Records supplied:
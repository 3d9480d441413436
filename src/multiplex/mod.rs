//! Stream multiplexer
//!
//! Carries many logical streams over one physical connection. A session
//! is driven by one driver task, which owns the write half and the stream
//! table, plus one reader task that decodes frames from the read half.
//!
//! The protocol has no per-direction close: `close_read`, `close_write`
//! and `close` on a [`MuxStream`] all close the whole logical stream
//! ([`HalfCloseMode::FullClose`](crate::transport::HalfCloseMode)).

mod dialer;
mod frame;
mod padding;
mod session;
mod stream;

pub use dialer::{MuxDialer, MUX_DESTINATION};
pub use frame::{Frame, FrameType, FRAME_HEADER_SIZE, MAX_PAYLOAD_SIZE, MAX_STREAM_ID};
pub use padding::{PaddingConfig, PaddingStrategy};
pub use session::{Incoming, Session};
pub use stream::{MuxStream, StreamState};

use crate::transport::TransportError;
use thiserror::Error;

/// Multiplexer errors
#[derive(Debug, Error)]
pub enum MuxError {
    #[error("Invalid frame: {0}")]
    InvalidFrame(String),

    #[error("Stream not found: {0}")]
    StreamNotFound(u32),

    #[error("Stream closed")]
    StreamClosed,

    #[error("Session closed")]
    SessionClosed,

    #[error("Flow control violation on stream {0}")]
    FlowControl(u32),

    #[error("Stream limit reached ({0})")]
    TooManyStreams(usize),

    #[error("Stream ids exhausted")]
    StreamIdsExhausted,

    #[error("All {0} sessions are at capacity")]
    PoolExhausted(usize),

    #[error("Keepalive timeout")]
    KeepaliveTimeout,

    #[error("Invalid configuration: {0}")]
    InvalidConfig(String),

    #[error("IO error: {0}")]
    Io(#[from] std::io::Error),
}

impl From<MuxError> for TransportError {
    fn from(e: MuxError) -> Self {
        match e {
            MuxError::Io(e) => TransportError::Io(e),
            MuxError::SessionClosed | MuxError::StreamClosed => TransportError::Closed,
            other => TransportError::protocol("multiplex", other.to_string()),
        }
    }
}

/// Maximum number of concurrent streams per session
pub const MAX_STREAMS: usize = 1024;

/// Default window size for flow control (256 KB)
pub const DEFAULT_WINDOW_SIZE: u32 = 262144;

/// Largest payload a stream puts in one data frame
pub const MAX_DATA_FRAME: usize = 16 * 1024;

/// Multiplexer settings
#[derive(Debug, Clone)]
pub struct MuxConfig {
    /// Physical sessions kept by a [`MuxDialer`]
    pub pool_size: usize,
    /// Concurrent streams per session
    pub max_streams: usize,
    /// Per-stream flow control window
    pub window_size: u32,
    /// Seconds between keepalive pings, 0 disables them
    pub keepalive_interval: u64,
    /// Padding applied to data frames
    pub padding: Option<PaddingConfig>,
}

impl Default for MuxConfig {
    fn default() -> Self {
        Self {
            pool_size: 1,
            max_streams: MAX_STREAMS,
            window_size: DEFAULT_WINDOW_SIZE,
            keepalive_interval: 30,
            padding: None,
        }
    }
}

impl MuxConfig {
    /// Check value ranges
    pub fn validate(&self) -> Result<(), MuxError> {
        if self.pool_size == 0 {
            return Err(MuxError::InvalidConfig("pool_size must be at least 1".into()));
        }
        if self.max_streams == 0 {
            return Err(MuxError::InvalidConfig("max_streams must be at least 1".into()));
        }
        if (self.window_size as usize) < MAX_DATA_FRAME {
            return Err(MuxError::InvalidConfig(format!(
                "window_size must be at least {}",
                MAX_DATA_FRAME
            )));
        }
        Ok(())
    }
}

What to produce: Go through the data, and copy each line in which the word "StreamClosed" appears.

Problem solution:
    StreamClosed,
            MuxError::SessionClosed | MuxError::StreamClosed => TransportError::Closed,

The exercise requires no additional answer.